- Data under study
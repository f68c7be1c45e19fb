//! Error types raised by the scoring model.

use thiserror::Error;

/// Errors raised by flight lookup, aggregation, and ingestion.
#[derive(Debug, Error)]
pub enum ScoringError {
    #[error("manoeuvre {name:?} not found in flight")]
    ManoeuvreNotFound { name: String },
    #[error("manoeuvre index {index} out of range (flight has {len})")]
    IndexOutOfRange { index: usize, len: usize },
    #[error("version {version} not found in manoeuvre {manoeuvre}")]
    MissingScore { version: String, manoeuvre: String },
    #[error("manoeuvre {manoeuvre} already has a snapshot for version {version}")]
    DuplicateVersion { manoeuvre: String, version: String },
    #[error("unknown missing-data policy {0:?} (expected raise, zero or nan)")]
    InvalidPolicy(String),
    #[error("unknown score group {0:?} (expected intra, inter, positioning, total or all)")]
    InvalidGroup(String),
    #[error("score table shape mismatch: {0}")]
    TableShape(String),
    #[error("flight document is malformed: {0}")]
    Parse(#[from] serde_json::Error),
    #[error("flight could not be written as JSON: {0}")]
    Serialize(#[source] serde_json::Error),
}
---
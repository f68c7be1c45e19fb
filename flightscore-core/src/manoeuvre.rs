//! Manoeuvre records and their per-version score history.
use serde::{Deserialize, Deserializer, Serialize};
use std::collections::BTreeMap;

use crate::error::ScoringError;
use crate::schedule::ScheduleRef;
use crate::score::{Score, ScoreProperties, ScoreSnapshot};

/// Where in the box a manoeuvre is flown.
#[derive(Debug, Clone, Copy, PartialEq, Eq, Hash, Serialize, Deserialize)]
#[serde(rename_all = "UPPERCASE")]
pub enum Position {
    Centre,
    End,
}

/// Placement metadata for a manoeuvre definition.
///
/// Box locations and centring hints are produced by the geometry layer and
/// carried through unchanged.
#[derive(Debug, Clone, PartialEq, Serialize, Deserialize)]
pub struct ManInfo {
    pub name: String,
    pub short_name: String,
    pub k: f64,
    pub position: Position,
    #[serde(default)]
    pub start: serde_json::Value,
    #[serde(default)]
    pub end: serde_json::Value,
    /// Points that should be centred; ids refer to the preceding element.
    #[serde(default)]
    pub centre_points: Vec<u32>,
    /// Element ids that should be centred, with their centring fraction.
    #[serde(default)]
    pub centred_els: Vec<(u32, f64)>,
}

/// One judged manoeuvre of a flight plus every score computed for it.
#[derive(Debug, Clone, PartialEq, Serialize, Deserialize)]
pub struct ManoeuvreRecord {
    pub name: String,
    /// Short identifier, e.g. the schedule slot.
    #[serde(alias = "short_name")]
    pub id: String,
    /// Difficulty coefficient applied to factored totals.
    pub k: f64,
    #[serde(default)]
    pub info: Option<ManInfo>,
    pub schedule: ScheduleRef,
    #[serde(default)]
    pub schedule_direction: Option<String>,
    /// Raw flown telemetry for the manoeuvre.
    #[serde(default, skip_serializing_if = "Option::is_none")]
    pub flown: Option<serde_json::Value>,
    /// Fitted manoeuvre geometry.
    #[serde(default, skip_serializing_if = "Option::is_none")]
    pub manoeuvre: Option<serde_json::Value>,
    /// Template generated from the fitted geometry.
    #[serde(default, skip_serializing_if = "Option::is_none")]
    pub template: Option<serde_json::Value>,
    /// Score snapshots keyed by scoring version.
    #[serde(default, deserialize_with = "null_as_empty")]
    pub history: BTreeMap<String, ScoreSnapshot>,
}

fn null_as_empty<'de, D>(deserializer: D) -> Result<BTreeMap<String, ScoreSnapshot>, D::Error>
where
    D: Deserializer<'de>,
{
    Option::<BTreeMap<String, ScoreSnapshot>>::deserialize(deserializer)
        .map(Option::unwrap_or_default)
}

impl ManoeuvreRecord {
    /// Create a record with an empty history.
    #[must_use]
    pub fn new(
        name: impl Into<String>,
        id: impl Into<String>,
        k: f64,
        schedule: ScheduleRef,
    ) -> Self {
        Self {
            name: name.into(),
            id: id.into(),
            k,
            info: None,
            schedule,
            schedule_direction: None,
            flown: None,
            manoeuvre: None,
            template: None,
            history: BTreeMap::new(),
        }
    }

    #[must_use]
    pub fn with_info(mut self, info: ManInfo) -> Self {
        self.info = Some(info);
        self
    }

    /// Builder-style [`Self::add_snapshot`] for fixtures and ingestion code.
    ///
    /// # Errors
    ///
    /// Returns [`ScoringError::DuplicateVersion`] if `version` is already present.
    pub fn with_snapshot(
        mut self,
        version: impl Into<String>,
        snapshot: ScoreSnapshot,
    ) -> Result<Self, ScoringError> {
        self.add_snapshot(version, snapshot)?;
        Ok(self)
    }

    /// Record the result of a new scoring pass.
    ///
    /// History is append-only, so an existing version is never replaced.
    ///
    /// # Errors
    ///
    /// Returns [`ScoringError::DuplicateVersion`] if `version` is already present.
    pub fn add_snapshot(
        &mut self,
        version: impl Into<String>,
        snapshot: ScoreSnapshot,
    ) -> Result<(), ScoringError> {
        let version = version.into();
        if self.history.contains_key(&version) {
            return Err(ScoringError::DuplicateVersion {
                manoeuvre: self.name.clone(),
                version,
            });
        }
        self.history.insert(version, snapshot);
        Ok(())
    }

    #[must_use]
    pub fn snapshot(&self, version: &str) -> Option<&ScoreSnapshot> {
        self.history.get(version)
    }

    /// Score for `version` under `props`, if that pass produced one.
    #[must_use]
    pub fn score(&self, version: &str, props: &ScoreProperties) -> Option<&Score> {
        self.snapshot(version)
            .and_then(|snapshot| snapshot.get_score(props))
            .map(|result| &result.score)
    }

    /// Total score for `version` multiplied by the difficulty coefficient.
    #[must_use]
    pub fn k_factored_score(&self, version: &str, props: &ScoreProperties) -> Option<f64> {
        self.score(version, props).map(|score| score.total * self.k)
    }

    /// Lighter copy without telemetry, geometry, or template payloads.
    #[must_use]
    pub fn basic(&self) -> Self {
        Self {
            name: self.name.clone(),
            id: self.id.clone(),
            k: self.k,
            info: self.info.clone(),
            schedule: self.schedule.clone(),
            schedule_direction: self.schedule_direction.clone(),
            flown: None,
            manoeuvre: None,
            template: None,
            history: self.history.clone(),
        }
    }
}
==
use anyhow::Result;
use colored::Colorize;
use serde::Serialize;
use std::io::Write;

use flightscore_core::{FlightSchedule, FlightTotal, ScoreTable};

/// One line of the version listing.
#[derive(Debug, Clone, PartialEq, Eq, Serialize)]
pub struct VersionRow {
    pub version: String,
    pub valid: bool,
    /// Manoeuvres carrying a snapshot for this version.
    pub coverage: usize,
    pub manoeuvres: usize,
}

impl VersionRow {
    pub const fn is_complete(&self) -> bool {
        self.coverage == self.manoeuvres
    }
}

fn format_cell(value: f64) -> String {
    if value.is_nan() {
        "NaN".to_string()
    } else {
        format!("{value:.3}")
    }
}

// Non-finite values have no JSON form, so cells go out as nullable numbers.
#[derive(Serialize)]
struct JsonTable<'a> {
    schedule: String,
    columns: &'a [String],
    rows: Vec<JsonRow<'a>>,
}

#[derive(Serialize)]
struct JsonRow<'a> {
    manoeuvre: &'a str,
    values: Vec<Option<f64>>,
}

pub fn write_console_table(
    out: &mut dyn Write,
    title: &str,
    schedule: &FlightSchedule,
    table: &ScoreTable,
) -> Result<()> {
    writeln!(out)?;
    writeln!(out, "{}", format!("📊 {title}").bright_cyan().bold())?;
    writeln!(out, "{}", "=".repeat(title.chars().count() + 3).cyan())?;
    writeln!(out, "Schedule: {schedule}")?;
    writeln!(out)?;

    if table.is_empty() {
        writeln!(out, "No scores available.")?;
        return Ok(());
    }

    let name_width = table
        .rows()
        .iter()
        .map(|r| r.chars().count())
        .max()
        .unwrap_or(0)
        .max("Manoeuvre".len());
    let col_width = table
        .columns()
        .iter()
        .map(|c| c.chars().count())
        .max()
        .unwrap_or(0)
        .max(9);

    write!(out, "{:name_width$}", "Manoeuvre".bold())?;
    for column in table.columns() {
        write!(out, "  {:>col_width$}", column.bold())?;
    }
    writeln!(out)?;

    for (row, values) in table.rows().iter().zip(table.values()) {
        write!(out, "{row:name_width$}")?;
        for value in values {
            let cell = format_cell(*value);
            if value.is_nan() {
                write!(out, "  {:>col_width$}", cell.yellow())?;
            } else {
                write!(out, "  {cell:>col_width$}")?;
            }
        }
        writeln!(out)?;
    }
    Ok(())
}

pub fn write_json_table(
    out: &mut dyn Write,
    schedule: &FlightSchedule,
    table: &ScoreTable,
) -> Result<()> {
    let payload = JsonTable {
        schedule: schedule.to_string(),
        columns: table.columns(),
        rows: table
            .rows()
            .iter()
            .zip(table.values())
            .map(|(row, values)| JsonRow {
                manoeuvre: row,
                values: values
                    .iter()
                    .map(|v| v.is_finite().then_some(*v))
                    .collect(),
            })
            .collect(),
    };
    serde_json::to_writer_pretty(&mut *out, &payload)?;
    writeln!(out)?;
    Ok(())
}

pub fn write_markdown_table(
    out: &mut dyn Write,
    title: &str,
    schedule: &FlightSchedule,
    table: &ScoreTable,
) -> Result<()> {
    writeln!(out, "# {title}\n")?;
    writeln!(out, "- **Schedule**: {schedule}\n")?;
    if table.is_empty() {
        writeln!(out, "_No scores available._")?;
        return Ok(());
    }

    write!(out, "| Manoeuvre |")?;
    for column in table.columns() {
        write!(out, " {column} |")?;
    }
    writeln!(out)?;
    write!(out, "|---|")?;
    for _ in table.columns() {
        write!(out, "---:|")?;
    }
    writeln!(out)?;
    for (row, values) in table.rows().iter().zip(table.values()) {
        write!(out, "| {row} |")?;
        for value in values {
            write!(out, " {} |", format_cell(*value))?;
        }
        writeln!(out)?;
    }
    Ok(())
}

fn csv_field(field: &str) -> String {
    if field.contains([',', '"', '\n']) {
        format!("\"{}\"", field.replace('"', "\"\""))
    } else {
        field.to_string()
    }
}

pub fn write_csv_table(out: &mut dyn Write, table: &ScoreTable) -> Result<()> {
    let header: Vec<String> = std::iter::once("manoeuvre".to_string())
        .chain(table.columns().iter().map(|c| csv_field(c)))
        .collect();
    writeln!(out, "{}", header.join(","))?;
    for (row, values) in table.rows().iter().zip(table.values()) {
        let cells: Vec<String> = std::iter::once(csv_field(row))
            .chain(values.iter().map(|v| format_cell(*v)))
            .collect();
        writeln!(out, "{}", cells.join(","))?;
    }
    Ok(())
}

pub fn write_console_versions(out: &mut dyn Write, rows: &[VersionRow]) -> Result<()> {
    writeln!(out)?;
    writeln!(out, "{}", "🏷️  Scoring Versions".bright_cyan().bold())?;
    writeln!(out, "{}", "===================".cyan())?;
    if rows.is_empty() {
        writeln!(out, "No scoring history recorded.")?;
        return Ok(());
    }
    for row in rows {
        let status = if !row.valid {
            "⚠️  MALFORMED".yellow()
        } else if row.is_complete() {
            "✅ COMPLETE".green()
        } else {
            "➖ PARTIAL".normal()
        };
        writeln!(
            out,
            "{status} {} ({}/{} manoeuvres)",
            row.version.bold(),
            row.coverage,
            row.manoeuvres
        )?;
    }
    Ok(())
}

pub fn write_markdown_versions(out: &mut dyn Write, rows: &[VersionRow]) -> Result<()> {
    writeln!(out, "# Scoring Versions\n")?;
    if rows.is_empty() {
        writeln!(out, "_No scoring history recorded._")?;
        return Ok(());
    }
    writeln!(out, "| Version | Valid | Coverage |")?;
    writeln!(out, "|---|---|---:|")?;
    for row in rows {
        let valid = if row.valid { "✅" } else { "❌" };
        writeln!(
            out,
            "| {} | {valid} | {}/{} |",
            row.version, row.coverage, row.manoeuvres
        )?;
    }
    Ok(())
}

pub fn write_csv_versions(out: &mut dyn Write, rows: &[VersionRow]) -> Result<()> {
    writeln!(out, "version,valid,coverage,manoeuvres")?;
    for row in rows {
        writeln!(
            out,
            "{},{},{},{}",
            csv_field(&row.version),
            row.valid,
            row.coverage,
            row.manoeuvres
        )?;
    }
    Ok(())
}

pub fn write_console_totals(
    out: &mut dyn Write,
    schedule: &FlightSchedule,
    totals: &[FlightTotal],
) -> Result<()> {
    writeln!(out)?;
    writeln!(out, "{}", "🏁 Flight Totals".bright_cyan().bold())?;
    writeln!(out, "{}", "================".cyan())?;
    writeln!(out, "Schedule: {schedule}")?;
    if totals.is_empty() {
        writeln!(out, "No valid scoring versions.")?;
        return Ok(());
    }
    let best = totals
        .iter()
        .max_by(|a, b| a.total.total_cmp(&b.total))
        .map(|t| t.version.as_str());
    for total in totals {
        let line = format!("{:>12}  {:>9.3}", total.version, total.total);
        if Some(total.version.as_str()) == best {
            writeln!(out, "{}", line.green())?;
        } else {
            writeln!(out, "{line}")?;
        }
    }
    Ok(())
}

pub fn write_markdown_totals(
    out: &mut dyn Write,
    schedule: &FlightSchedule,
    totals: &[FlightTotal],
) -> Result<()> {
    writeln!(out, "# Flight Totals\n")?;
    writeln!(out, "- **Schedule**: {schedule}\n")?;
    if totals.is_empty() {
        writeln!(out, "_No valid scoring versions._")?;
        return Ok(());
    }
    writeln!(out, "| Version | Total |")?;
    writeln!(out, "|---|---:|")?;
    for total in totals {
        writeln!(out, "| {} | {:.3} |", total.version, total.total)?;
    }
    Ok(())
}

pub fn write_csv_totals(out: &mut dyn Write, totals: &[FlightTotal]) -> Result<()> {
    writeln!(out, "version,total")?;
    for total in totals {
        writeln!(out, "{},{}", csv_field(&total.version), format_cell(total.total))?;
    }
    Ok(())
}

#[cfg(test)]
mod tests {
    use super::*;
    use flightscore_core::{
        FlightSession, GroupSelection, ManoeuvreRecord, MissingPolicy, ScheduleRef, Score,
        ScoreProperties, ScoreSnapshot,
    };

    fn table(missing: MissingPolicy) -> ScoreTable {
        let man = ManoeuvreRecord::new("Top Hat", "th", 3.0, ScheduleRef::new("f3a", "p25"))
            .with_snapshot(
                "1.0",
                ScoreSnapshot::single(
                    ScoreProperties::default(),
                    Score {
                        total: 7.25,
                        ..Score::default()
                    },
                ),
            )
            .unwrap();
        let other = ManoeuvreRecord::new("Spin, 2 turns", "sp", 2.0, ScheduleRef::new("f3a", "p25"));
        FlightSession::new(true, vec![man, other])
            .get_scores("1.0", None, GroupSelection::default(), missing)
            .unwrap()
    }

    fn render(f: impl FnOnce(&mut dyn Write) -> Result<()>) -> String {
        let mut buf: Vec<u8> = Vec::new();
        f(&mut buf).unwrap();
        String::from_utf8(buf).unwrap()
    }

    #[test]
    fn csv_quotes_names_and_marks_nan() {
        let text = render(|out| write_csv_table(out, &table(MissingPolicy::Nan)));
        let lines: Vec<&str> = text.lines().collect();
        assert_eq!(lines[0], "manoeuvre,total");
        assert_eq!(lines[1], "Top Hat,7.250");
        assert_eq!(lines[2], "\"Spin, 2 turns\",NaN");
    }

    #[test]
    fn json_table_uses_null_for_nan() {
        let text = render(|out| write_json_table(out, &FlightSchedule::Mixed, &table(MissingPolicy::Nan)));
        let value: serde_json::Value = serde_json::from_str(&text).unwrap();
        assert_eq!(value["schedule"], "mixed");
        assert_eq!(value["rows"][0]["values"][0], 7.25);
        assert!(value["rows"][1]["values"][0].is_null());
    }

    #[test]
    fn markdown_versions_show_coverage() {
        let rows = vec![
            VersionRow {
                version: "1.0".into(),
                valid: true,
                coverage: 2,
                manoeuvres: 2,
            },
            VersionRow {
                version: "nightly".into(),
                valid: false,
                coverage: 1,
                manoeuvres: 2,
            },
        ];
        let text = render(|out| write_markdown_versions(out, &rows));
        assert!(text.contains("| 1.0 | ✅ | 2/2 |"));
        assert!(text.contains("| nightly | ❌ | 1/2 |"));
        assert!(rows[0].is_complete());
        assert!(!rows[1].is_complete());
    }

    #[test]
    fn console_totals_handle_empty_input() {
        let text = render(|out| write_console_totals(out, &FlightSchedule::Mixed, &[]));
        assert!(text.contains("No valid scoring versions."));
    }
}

- What you are asked to do
Filter the records above for the string "title" and copy each matching line.

- Solution to the problem
    title: &str,
    writeln!(out, "{}", format!("📊 {title}").bright_cyan().bold())?;
    writeln!(out, "{}", "=".repeat(title.chars().count() + 3).cyan())?;
    title: &str,
    writeln!(out, "# {title}\n")?;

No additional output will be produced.